Source material below:
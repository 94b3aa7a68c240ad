//! Trustless P2P signaling and session core (§1–§9): a relay-mediated call
//! protocol, Ed25519/X25519 envelope crypto, connection sagas, and the
//! update/reliability layer that rides on the resulting data channel.
//!
//! The crate never touches SDP, ICE, or a real peer connection directly —
//! [`connection::channel`] is the seam an embedding application implements
//! against its own WebRTC stack. [`api`] is the entry point.

pub mod api;
pub mod call;
pub mod config;
pub mod connection;
pub mod crypto;
pub mod envelope;
pub mod error;
pub mod handlers;
pub mod registry;
pub mod reliability;
pub mod saga;
pub mod session;
pub mod time;
pub mod transport;

pub use api::{WhisperConfig, WhisperHandle};
pub use error::{Error, Result};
End of Source material.
## Problem statement
Each line of the data is to be retyped exactly.

## Exercise answer
repository 94b3aa7a68c240ad
//! Trustless P2P signaling and session core (§1–§9): a relay-mediated call
//! protocol, Ed25519/X25519 envelope crypto, connection sagas, and the
//! update/reliability layer that rides on the resulting data channel.
//!
//! The crate never touches SDP, ICE, or a real peer connection directly —
//! [`connection::channel`] is the seam an embedding application implements
//! against its own WebRTC stack. [`api`] is the entry point.

pub mod api;
pub mod call;
pub mod config;
pub mod connection;
pub mod crypto;
pub mod envelope;
pub mod error;
pub mod handlers;
pub mod registry;
pub mod reliability;
pub mod saga;
pub mod session;
pub mod time;
pub mod transport;

pub use api::{WhisperConfig, WhisperHandle};
pub use error::{Error, Result};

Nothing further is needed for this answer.